Repeated Temperature Readings with Patient Baseline Increases Sensitivity for COVID-19 Detection among Elderly Veterans

Older people with chronic illness are at greatest risk for severe COVID-19 (SARS-CoV-2) outcomes. Because threshold symptoms and signs, such as a temperature of at least 38°C (100.4°F), have been used to determine who is tested for the virus, their frequency may underestimate the prevalence of COVID-19. Studies have reported that nursing home residents with pneumonia often present without fever and have a lower basal temperature than community-dwelling older adults. On March 10, 2020, VA issued isolation and temperature guidance, including daily monitoring, to its Community Living Centers (CLCs) that provide a nursing home environment for nearly 9,000 Veterans. And on April 14, 2020, VA guidance required one-time universal COVID-19 testing of all CLC residents and staff. The purpose of this study was to compare temperature trends and identify maximum temperatures in nursing home residents 14 days prior to and following systematic testing among CLC residents. Using VA electronic medical records data, investigators identified COVID-19 testing results for 7,325 Veterans residing in CLCs. Of these CLC residents, 453 (6%) of Veterans tested positive for COVID-19.

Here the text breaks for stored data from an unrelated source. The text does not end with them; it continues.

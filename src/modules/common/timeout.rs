// Copyright © 2025 rustmailer.com
// Licensed under RustMailer License Agreement v1.0
// Unauthorized copying, modification, or distribution is prohibited.

use poem::{Endpoint, Middleware, Request, Result};
use std::time::Duration;
use tracing::error;

use crate::modules::error::code::ErrorCode;

use super::create_api_error_response;

pub const TIMEOUT_HEADER: &str = "X-Mailbox-Timeout-Seconds";
pub const MAX_TIMEOUT_SECONDS: u64 = 600;

/// Per-request deadline. The header overrides `default_seconds`, capped at
/// [`MAX_TIMEOUT_SECONDS`].
pub struct Timeout {
    default_seconds: u64,
}

impl Timeout {
    pub fn new(default_seconds: u64) -> Self {
        Self { default_seconds }
    }
}

impl<E: Endpoint> Middleware<E> for Timeout {
    type Output = TimeoutEndpoint<E>;

    fn transform(&self, ep: E) -> Self::Output {
        TimeoutEndpoint {
            ep,
            default_seconds: self.default_seconds,
        }
    }
}

pub struct TimeoutEndpoint<E> {
    ep: E,
    default_seconds: u64,
}

#[inline]
fn extract_timeout(req: &Request) -> Option<u64> {
    req.header(TIMEOUT_HEADER)
        .and_then(|v| v.trim().parse::<u64>().ok())
}

impl<E: Endpoint> Endpoint for TimeoutEndpoint<E> {
    type Output = E::Output;

    async fn call(&self, req: Request) -> Result<Self::Output> {
        let seconds = extract_timeout(&req)
            .unwrap_or(self.default_seconds)
            .clamp(1, MAX_TIMEOUT_SECONDS);
        match tokio::time::timeout(Duration::from_secs(seconds), self.ep.call(req)).await {
            Ok(result) => result,
            Err(_) => {
                error!("Request timed out after {} seconds", seconds);
                Err(create_api_error_response(
                    &format!(
                        "Request timed out after {} seconds (set via {} header, max allowed: {} seconds)",
                        seconds, TIMEOUT_HEADER, MAX_TIMEOUT_SECONDS
                    ),
                    ErrorCode::RequestTimeout,
                ))
            }
        }
    }
}
// Copyright © 2025 rustmailer.com
// Licensed under RustMailer License Agreement v1.0
// Unauthorized copying, modification, or distribution is prohibited.

use async_nats::jetstream;

use crate::{
    modules::error::{code::ErrorCode, MailboxResult},
    raise_error,
};

pub mod pool;
pub mod publisher;

/// Where queue notifications go. The queue name doubles as the subject; the
/// stream is named after it with characters NATS forbids in stream names replaced.
#[derive(Clone, Debug, Default, Hash, Eq, PartialEq)]
pub struct NatsConfig {
    pub url: String,
    pub username: Option<String>,
    pub password: Option<String>,
    pub queue: String,
}

impl NatsConfig {
    pub fn new(url: impl Into<String>, queue: impl Into<String>) -> Self {
        Self {
            url: url.into(),
            queue: queue.into(),
            ..Default::default()
        }
    }

    pub fn with_credentials(mut self, username: Option<String>, password: Option<String>) -> Self {
        self.username = username;
        self.password = password;
        self
    }

    pub fn subject(&self) -> &str {
        &self.queue
    }

    pub fn stream_name(&self) -> String {
        self.queue
            .chars()
            .map(|c| match c {
                '.' | '*' | '>' | '/' | '\\' => '_',
                c if c.is_whitespace() => '_',
                c => c,
            })
            .collect()
    }

    pub fn validate(&self) -> MailboxResult<()> {
        if self.queue.trim().is_empty() {
            return Err(raise_error!(
                "queue name must not be empty".into(),
                ErrorCode::InvalidInput
            ));
        }
        if self.username.is_some() != self.password.is_some() {
            return Err(raise_error!(
                "NATS username and password must be given together".into(),
                ErrorCode::InvalidInput
            ));
        }
        Ok(())
    }

    pub async fn create_producer(&self) -> MailboxResult<jetstream::Context> {
        let client = match (&self.username, &self.password) {
            (Some(username), Some(password)) => async_nats::connect_with_options(
                &self.url,
                async_nats::ConnectOptions::new()
                    .user_and_password(username.clone(), password.clone()),
            )
            .await
            .map_err(|error| {
                raise_error!(
                    format!(
                        "Failed to connect to NATS server at {} with username/password authentication. Error: {}",
                        self.url, error
                    ),
                    ErrorCode::NatsConnectionFailed
                )
            })?,
            _ => async_nats::connect(&self.url).await.map_err(|error| {
                raise_error!(
                    format!(
                        "Failed to connect to NATS server at {} without authentication. Error: {}",
                        self.url, error
                    ),
                    ErrorCode::NatsConnectionFailed
                )
            })?,
        };

        let jetstream = jetstream::new(client);
        jetstream
            .get_or_create_stream(jetstream::stream::Config {
                name: self.stream_name(),
                subjects: vec![self.subject().to_string()],
                ..Default::default()
            })
            .await
            .map_err(|error| {
                raise_error!(
                    format!(
                        "Failed to create NATS stream '{}'. Error: {}",
                        self.stream_name(),
                        error
                    ),
                    ErrorCode::NatsCreateStreamFailed
                )
            })?;

        Ok(jetstream)
    }
}
// Copyright © 2025 rustmailer.com
// Licensed under RustMailer License Agreement v1.0
// Unauthorized copying, modification, or distribution is prohibited.

use http::header::CONTENT_TYPE;
use poem_openapi::payload::{Attachment, AttachmentType, Response};

use crate::modules::storage::parts::PartContent;

/// A stored MIME object served with its own `Content-Type` and a
/// `Content-Disposition` of `inline` or `attachment; filename="…"`.
pub type ContentResponse = Response<Attachment<Vec<u8>>>;

pub fn content_response(part: PartContent, disposition: AttachmentType) -> ContentResponse {
    let mut attachment = Attachment::new(part.content).attachment_type(disposition);
    if !part.filename.is_empty() {
        attachment = attachment.filename(part.filename);
    }
    let content_type = if part.content_type.is_empty() {
        "application/octet-stream".to_string()
    } else {
        part.content_type
    };
    Response::new(attachment).header(CONTENT_TYPE, content_type)
}
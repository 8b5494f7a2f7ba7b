// Copyright © 2025 rustmailer.com
// Licensed under RustMailer License Agreement v1.0
// Unauthorized copying, modification, or distribution is prohibited.

pub mod shutdown;

#[macro_export]
macro_rules! rustmailbox_version {
    () => {
        env!("CARGO_PKG_VERSION")
    };
}

#[macro_export]
macro_rules! base64_encode {
    ($bytes:expr) => {{
        use base64::{engine::general_purpose::STANDARD, *};
        STANDARD.encode($bytes)
    }};
}

#[macro_export]
macro_rules! base64_decode {
    ($key:expr) => {{
        use base64::{engine::general_purpose::STANDARD, *};
        STANDARD.decode($key)
    }};
}

#[macro_export]
macro_rules! base64_decode_url_safe {
    ($key:expr) => {{
        use base64::{engine::general_purpose::URL_SAFE, *};
        URL_SAFE.decode($key)
    }};
}

#[macro_export]
macro_rules! base64_encode_url_safe {
    ($key:expr) => {{
        use base64::{engine::general_purpose::URL_SAFE, *};
        URL_SAFE.encode($key)
    }};
}

#[macro_export]
macro_rules! raise_error {
    ($msg:expr, $code:expr) => {
        $crate::modules::error::MailboxError::Generic {
            message: $msg,
            location: snafu::Location::default(),
            code: $code,
        }
    };
}
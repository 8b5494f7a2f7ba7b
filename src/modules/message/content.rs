// Copyright © 2025 rustmailer.com
// Licensed under RustMailer License Agreement v1.0
// Unauthorized copying, modification, or distribution is prohibited.

use crate::modules::{
    context::MailboxContext,
    error::MailboxResult,
    storage::parts::{find_part, PartContent, PartKind},
};

pub const RAW_CONTENT_TYPE: &str = "message/rfc822";

/// The stored MIME message of an email.
pub async fn get_raw(ctx: &MailboxContext, message_id: &str) -> MailboxResult<PartContent> {
    let content = ctx.blobs.get(message_id).await?;
    Ok(PartContent {
        content,
        content_type: RAW_CONTENT_TYPE.to_string(),
        filename: format!("{}.eml", message_id),
    })
}

/// One attachment, inline or other part of an email, by content ID.
pub async fn get_part(
    ctx: &MailboxContext,
    message_id: &str,
    kind: PartKind,
    content_id: &str,
) -> MailboxResult<PartContent> {
    let raw = ctx.blobs.get(message_id).await?;
    find_part(&raw, kind, content_id.trim())
}
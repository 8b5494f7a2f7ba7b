// Copyright © 2025 rustmailer.com
// Licensed under RustMailer License Agreement v1.0
// Unauthorized copying, modification, or distribution is prohibited.

use std::time::Duration;

use async_trait::async_trait;
use mail_send::{smtp::message::IntoMessage, Credentials, SmtpClientBuilder};
use tracing::info;

use crate::{
    modules::{
        error::{code::ErrorCode, MailboxResult},
        smtp::{build_message, generate_message_id, Mailer, OutboundEmail, SentMessage},
    },
    raise_error,
};

const SMTP_TIMEOUT: Duration = Duration::from_secs(30);

#[derive(Debug, Clone)]
pub struct SmtpConfig {
    pub host: String,
    pub port: u16,
    pub username: Option<String>,
    pub password: Option<String>,
    /// Implicit TLS; otherwise STARTTLS.
    pub tls: bool,
    /// Domain part of generated `Message-ID`s.
    pub message_id_domain: String,
}

/// Submits outbound mail over SMTP, one connection per message.
pub struct SmtpMailer {
    config: SmtpConfig,
}

impl SmtpMailer {
    pub fn new(config: SmtpConfig) -> Self {
        Self { config }
    }
}

#[async_trait]
impl Mailer for SmtpMailer {
    async fn send(&self, email: &OutboundEmail) -> MailboxResult<SentMessage> {
        let message_id = generate_message_id();
        let original_message_id = format!("<{}@{}>", message_id, self.config.message_id_domain);
        let message = build_message(email, &message_id, &self.config.message_id_domain)
            .into_message()
            .map_err(|e| {
                raise_error!(
                    format!("Failed to build message: {}", e),
                    ErrorCode::InternalError
                )
            })?;
        if message.rcpt_to.is_empty() {
            return Err(raise_error!(
                "the email has no recipients".into(),
                ErrorCode::InvalidInput
            ));
        }
        let raw = message.body.to_vec();

        let mut builder =
            SmtpClientBuilder::new(self.config.host.clone(), self.config.port)
                .implicit_tls(self.config.tls)
                .timeout(SMTP_TIMEOUT);
        if let (Some(username), Some(password)) = (&self.config.username, &self.config.password) {
            builder = builder.credentials(Credentials::new(username.clone(), password.clone()));
        }
        let mut client = builder
            .connect()
            .await
            .map_err(|e| raise_error!(format!("{:#?}", e), ErrorCode::MailerFailed))?;
        client
            .send(message)
            .await
            .map_err(|e| raise_error!(format!("{:#?}", e), ErrorCode::MailerFailed))?;
        let _ = client.quit().await;

        info!("Submitted message {} via {}", message_id, self.config.host);
        Ok(SentMessage {
            message_id,
            original_message_id,
            raw,
        })
    }
}
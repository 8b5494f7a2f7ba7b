// Copyright © 2025 rustmailer.com
// Licensed under RustMailer License Agreement v1.0
// Unauthorized copying, modification, or distribution is prohibited.

use poem::{Endpoint, IntoResponse, Middleware, Request, Response, Result};

use crate::modules::error::handler::error_handler;

pub struct ErrorCapture;

pub struct ErrorCaptureEndpoint<E> {
    ep: E,
}

impl<E: Endpoint> Middleware<E> for ErrorCapture {
    type Output = ErrorCaptureEndpoint<E>;

    fn transform(&self, ep: E) -> Self::Output {
        ErrorCaptureEndpoint { ep }
    }
}

impl<E: Endpoint> Endpoint for ErrorCaptureEndpoint<E> {
    type Output = Response;

    async fn call(&self, req: Request) -> Result<Self::Output> {
        match self.ep.call(req).await {
            Ok(response) => Ok(response.into_response()),
            Err(error) => Ok(error_handler(error).await.into_response()),
        }
    }
}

  • A single temperature screening is unlikely to accurately detect COVID-19 in nursing home residents. Only 27% of residents who tested positive for the virus met the temperature threshold (38°C or 100.4°F) during the study period.
  • While most nursing home residents (63%) with confirmed COVID-19 experienced two or more 0.5°C elevations above their baseline temperatures, there also was a group (20%) that was persistently cooler and had no temperature deviation from baseline.
  • Temperatures in elderly Veterans with COVID-19 began rising 7 days prior to testing for the virus – and remained elevated during the 14-day follow-up.
  • The average maximum temperature in COVID-19 positive patients was 37.66°C (99.8°F) compared to 37.11°C (98.8°F) in patients who were COVID-19 negative.


  • Study findings suggest that the current fever threshold for COVID-19 screening should be reconsidered. Repeated temperature measurement with a patient-derived baseline could increase sensitivity for surveillance purposes when applied to a nursing home population.


  • Investigators did not distinguish sensitivity of temperature thresholds for detecting COVID-19 when separated between those who met other symptom screening criteria from those who did not.

This study was partly funded by HSR&D. Drs. Rudolph (Director), Gravenstein (Associate Director), Mor, and McConeghy, and Mr. Halladay and Ms. Barber are part of HSR&D’s Center of Innovation in Long-Term Services and Supports for Vulnerable Veterans (LTSS) in Providence, RI.

Rudolph J, Halladay C, Barber M, et al. Temperature in Nursing Home Residents Systematically Tested for SARS-CoV-2. Journal of the American Medical Directors Association. Abstract published June 8, 2020.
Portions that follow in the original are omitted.